Web Scraping APIs

Scrapy + Go TLS Sidecar — Production Architecture for Hard Targets

Scrapy + Go TLS Sidecar — Production Architecture for Hard Targets — conceptual illustration
On this page

The Scrapy + Go TLS sidecar architecture is the most common production pattern for scraping Akamai- and Cloudflare-protected sites at scale. Scrapy provides orchestration, queueing, retries, and pipelines — but its underlying HTTP stack (Twisted) cannot impersonate Chrome's TLS handshake. A small Go HTTP service runs as a sidecar, exposes a POST /fetch endpoint, and uses a Chrome-exact TLS library (utls) to issue the actual request. Scrapy talks to the sidecar over local HTTP via a custom downloader middleware. The result is Chrome-perfect JA4 + HTTP/2 fingerprints with all the productivity of Scrapy's framework.

Quick facts

ComponentsScrapy (Python) + Go HTTP sidecar with utls / azuretls
BridgeCustom DOWNLOAD_HANDLERS middleware that POSTs to sidecar
Session modelPool of N sidecar connections, sticky session ID → connection map
Typical throughput20–50 req/min per session against Akamai; 200+ req/min against unprotected sites
When to useAkamai, Cloudflare BM, PerimeterX at scale. Skip for unprotected sites — pure Scrapy is simpler.
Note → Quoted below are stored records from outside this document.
impl<V: ChatView> ChatSession<V> {
    pub fn new(comms: CommsManager, view: V, config: ChatConfig) -> Self {
        Self {
            comms,
            view,
            config,
            last_peer_messages: Arc::new(Mutex::new(HashMap::new())),
            send_index: AtomicU64::new(0),
        }
    }

    pub fn config(&self) -> &ChatConfig {
        &self.config
    }

    pub fn comms(&self) -> &CommsManager {
        &self.comms
    }

    /// Route chat packets and connection closures into `events`
    pub fn register_handlers(&self, events: mpsc::UnboundedSender<ChatEvent>) {
        let incoming = events.clone();
        self.comms.append_incoming_packet_handler::<ChatMessage, _>(
            CHAT_MESSAGE_PACKET_TYPE,
            move |_, from, message| {
                let _ = incoming.send(ChatEvent::Incoming {
                    from: from.clone(),
                    message,
                });
            },
        );
        self.comms.append_connection_close_handler(move |info| {
            let _ = events.send(ChatEvent::ConnectionClosed(info.clone()));
        });
    }

    /// Start the local server if enabled and report where it listens
    pub async fn initialise(&self) -> Result<()> {
        if !self.config.local_server_enabled {
            self.view.append_line("Local server mode disabled.");
            return Ok(());
        }

        let connection_type = self.config.listen.connection_type();
        self.comms.start_listening(&self.config.listen).await?;
        self.view.append_line(&format!(
            "Listening for incoming {} connections on:",
            connection_type
        ));
        for endpoint in self.comms.existing_local_listen_endpoints(connection_type) {
            self.view.append_line(&endpoint.to_string());
        }
        Ok(())
    }

    /// Process events until the channel closes or a shutdown arrives
    pub async fn run(&self, mut events: mpsc::UnboundedReceiver<ChatEvent>) {
        while let Some(event) = events.recv().await {
            match event {
                ChatEvent::Incoming { from, message } => {
                    self.handle_incoming_chat_message(&from, message).await;
                }
                ChatEvent::ConnectionClosed(info) => self.handle_connection_closed(&info).await,
                ChatEvent::Send(text) => {
                    self.send_message(&text).await;
                }
                ChatEvent::Shutdown => break,
            }
        }
        debug!("chat session loop finished");
    }

    /// Base handling followed by a users box refresh
    pub async fn handle_incoming_chat_message(
        &self,
        from: &ConnectionInfo,
        message: ChatMessage,
    ) -> IncomingOutcome {
        let outcome = self.record_incoming(from, message).await;
        self.refresh_messages_from_box().await;
        outcome
    }

    async fn record_incoming(&self, from: &ConnectionInfo, message: ChatMessage) -> IncomingOutcome {
        let is_new = {
            let mut peers = self.last_peer_messages.lock().await;
            let is_new = peers
                .get(&message.source_identifier)
                .map_or(true, |last| last.message_index < message.message_index);
            if is_new {
                peers.insert(message.source_identifier, message.clone());
            }
            is_new
        };

        if !is_new {
            debug!(
                source = %message.source_identifier,
                index = message.message_index,
                "duplicate chat message ignored"
            );
            return IncomingOutcome::Duplicate;
        }

        self.view
            .append_line(&format!("{} - {}", message.source_name, message.message));

        let relayed_to = if message.relay_count < self.config.relay_maximum {
            self.relay(from, &message).await
        } else {
            0
        };
        IncomingOutcome::Displayed { relayed_to }
    }

    async fn relay(&self, from: &ConnectionInfo, message: &ChatMessage) -> usize {
        let relayed = message.relayed();
        let mut count = 0;
        for connection in self.comms.existing_connections().await {
            let info = connection.info();
            let is_origin = info.remote_endpoint == from.remote_endpoint
                && info.local_endpoint == from.local_endpoint;
            let is_hop = info.remote_network_identifier.is_some()
                && info.remote_network_identifier == from.remote_network_identifier;
            let is_author = info.remote_network_identifier == Some(message.source_identifier);
            if is_origin || is_hop || is_author {
                continue;
            }
            match connection
                .send_object(CHAT_MESSAGE_PACKET_TYPE, &relayed)
                .await
            {
                Ok(()) => count += 1,
                Err(e) => warn!(connection = %connection, "relay failed: {}", e),
            }
        }
        if count > 0 {
            debug!(relay_count = relayed.relay_count, count, "chat message relayed");
        }
        count
    }

    /// Send `text` to the server (if any) and every other open connection
    pub async fn send_message(&self, text: &str) -> SendOutcome {
        if text.trim().is_empty() {
            return SendOutcome::Empty;
        }

        let index = self.send_index.fetch_add(1, Ordering::SeqCst);
        let message = ChatMessage::new(
            self.comms.network_identifier(),
            self.config.local_name.clone(),
            text,
            index,
        );
        self.last_peer_messages
            .lock()
            .await
            .insert(message.source_identifier, message.clone());

        let mut delivered_to = 0;
        let mut failed = 0;
        let mut server_connection = None;

        if let Some(server) = &self.config.server {
            let result = match self.comms.get_connection(&ConnectionInfo::new(server.clone())).await {
                Ok(connection) => {
                    server_connection = Some(connection.id());
                    connection.send_object(CHAT_MESSAGE_PACKET_TYPE, &message).await
                }
                Err(e) => Err(e),
            };
            match result {
                Ok(()) => delivered_to += 1,
                Err(e) => {
                    warn!(%server, "send to server failed: {}", e);
                    failed += 1;
                    self.view.show_message(&format!(
                        "A communication error occurred while trying to send message to {}",
                        server
                    ));
                }
            }
        }

        for connection in self.comms.existing_connections().await {
            if Some(connection.id()) == server_connection {
                continue;
            }
            match connection.send_object(CHAT_MESSAGE_PACKET_TYPE, &message).await {
                Ok(()) => delivered_to += 1,
                Err(e) => {
                    warn!(connection = %connection, "send failed: {}", e);
                    failed += 1;
                }
            }
        }

        info!(index, delivered_to, failed, "chat message sent");
        self.view
            .append_line(&format!("{} - {}", self.config.local_name, text));
        self.view.clear_input_line();
        SendOutcome::Sent {
            delivered_to,
            failed,
        }
    }

    /// Forget the peer behind a closed connection
    pub async fn handle_connection_closed(&self, info: &ConnectionInfo) {
        let Some(remote) = info.remote_network_identifier else {
            return;
        };
        let removed = self.last_peer_messages.lock().await.remove(&remote);
        if let Some(last) = removed {
            self.view.append_line(&format!(
                "Connection with '{}' has been closed.",
                last.source_name
            ));
            self.refresh_messages_from_box().await;
        }
    }

    /// Rebuild the users box from the peer map
    pub async fn refresh_messages_from_box(&self) {
        let peers = self.last_peer_messages.lock().await;
        let users = sorted_unique_names(peers.values().map(|m| m.source_name.as_str()));
        // Enqueue while holding the lock so refreshes land in map order
        self.view.set_users(users);
    }
}
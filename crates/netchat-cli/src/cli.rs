//! Command-line interface definitions and parsing

use std::path::PathBuf;

use clap::{Parser, Subcommand};

use netchat_core::Endpoint;

#[derive(Parser)]
#[command(author, version, about, long_about = None)]
pub struct Cli {
    #[command(subcommand)]
    pub command: Commands,

    /// Enable verbose logging
    #[arg(short, long)]
    pub verbose: bool,

    /// Configuration file path
    #[arg(short, long)]
    pub config: Option<PathBuf>,
}

#[derive(Subcommand)]
pub enum Commands {
    /// Send typed lines to a single peer and print incoming messages
    Console {
        /// Local endpoint to listen on (tcp://HOST:PORT or bt://ADDRESS)
        #[arg(short, long)]
        listen: Option<Endpoint>,
        /// Peer to send every line to
        #[arg(short, long)]
        peer: Option<Endpoint>,
        /// Choose the peer from the known devices list
        #[arg(long)]
        pick_peer: bool,
    },
    /// Start the relaying chat session
    Chat {
        /// Your display name
        #[arg(short, long)]
        name: Option<String>,
        /// Local endpoint to accept peers on
        #[arg(short, long)]
        listen: Option<Endpoint>,
        /// Peer that receives every message first
        #[arg(short, long)]
        server: Option<Endpoint>,
        /// Do not accept incoming connections
        #[arg(long)]
        no_local_server: bool,
    },
    /// Print the effective configuration as TOML
    Config,
}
Why pure Scrapy fails on protected sites

Scrapy is built on Twisted, which uses OpenSSL with default cipher suites and a stock HTTP/2 implementation. The JA4 fingerprint is not Chrome's, the HTTP/2 SETTINGS frame is not Chrome's, and the pseudo-header order is not Chrome's. Anti-bot vendors score the handshake before any HTML is served, so the most-correct User-Agent and the most-rotated proxy can't help — the request is already classified as bot.

Adding curl_cffi to a Scrapy spider via a custom downloader works for medium-strength deployments. For Akamai's harder customers it fails because curl_cffi's impersonation profiles lag the latest Chrome by a few versions, and Akamai's sensor detects the gap. The Go path uses utls — a TLS library actively maintained against Chrome master — and stays current within days of a Chrome release.

The architecture

Three processes, one network:

ComponentRoleLives where
Scrapy spiderURL queue, retries, item pipeline, deduplicationWorker container (Python)
Go TLS sidecarIssues actual HTTPS requests with Chrome TLS via utlsSame pod / container, localhost:8080
Proxy poolISP/residential IPs; sticky per Scrapy session IDExternal (Bright Data, Decodo, custom)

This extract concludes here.